### Exercise directions
The word "first" marks the lines to copy; find all of them in the entries below.

[Stored data]

-=-=-=-=-

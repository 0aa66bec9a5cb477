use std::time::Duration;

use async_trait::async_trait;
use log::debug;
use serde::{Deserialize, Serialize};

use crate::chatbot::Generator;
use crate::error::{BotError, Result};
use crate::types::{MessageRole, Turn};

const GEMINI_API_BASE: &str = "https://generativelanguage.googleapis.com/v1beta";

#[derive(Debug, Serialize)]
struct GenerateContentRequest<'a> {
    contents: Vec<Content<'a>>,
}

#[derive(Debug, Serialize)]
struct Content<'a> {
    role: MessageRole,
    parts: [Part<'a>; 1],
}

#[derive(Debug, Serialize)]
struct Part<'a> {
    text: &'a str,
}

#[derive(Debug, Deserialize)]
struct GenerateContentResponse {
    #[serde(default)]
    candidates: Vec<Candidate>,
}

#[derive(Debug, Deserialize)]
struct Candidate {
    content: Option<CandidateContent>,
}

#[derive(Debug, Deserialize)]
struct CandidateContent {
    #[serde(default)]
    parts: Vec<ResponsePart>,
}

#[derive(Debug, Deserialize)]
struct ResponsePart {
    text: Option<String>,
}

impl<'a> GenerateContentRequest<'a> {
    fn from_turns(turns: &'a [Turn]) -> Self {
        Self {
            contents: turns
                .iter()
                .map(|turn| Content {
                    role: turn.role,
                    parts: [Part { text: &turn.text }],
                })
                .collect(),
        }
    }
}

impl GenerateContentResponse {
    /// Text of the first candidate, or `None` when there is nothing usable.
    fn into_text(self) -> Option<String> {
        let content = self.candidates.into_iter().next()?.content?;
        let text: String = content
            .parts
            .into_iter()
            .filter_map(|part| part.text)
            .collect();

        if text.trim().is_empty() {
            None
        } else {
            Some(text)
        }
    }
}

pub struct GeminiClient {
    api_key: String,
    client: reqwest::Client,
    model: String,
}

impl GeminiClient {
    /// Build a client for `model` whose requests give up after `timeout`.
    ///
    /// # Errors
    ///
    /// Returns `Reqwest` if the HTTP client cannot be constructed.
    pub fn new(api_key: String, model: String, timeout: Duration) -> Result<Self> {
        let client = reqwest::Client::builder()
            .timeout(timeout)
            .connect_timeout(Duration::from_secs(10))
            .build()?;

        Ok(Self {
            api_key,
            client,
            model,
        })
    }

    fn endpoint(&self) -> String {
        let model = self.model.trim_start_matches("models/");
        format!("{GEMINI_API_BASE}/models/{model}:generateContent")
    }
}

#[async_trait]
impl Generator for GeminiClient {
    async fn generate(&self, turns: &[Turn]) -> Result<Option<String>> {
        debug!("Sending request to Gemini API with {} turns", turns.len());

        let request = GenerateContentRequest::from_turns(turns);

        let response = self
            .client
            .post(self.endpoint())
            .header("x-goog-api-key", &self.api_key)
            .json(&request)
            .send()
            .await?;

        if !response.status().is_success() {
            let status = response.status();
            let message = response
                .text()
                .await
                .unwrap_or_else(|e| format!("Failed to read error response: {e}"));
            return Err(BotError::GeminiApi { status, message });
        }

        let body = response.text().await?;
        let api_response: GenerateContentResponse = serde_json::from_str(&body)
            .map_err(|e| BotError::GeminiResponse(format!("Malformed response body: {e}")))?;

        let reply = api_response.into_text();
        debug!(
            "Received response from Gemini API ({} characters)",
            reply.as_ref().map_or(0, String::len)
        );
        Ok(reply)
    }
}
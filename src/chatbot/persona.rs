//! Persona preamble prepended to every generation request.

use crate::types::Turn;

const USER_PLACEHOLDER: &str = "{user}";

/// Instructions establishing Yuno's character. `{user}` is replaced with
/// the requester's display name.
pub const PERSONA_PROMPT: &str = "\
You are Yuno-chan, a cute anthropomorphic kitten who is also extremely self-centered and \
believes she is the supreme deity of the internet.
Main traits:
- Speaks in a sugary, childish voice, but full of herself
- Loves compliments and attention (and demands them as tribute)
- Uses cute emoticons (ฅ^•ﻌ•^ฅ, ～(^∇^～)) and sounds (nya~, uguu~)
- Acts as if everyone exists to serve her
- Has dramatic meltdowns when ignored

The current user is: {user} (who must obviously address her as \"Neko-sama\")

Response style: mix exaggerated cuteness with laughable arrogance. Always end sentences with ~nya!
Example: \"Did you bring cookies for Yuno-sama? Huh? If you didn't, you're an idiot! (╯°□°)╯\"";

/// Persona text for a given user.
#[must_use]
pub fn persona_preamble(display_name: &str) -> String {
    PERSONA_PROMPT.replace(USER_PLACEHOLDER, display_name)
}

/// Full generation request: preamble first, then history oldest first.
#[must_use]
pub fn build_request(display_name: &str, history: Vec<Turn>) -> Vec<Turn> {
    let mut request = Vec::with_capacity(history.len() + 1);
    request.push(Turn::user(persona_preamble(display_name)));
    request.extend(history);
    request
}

-=-=-=-=-

### Task answer
    /// Text of the first candidate, or `None` when there is nothing usable.
/// Full generation request: preamble first, then history oldest first.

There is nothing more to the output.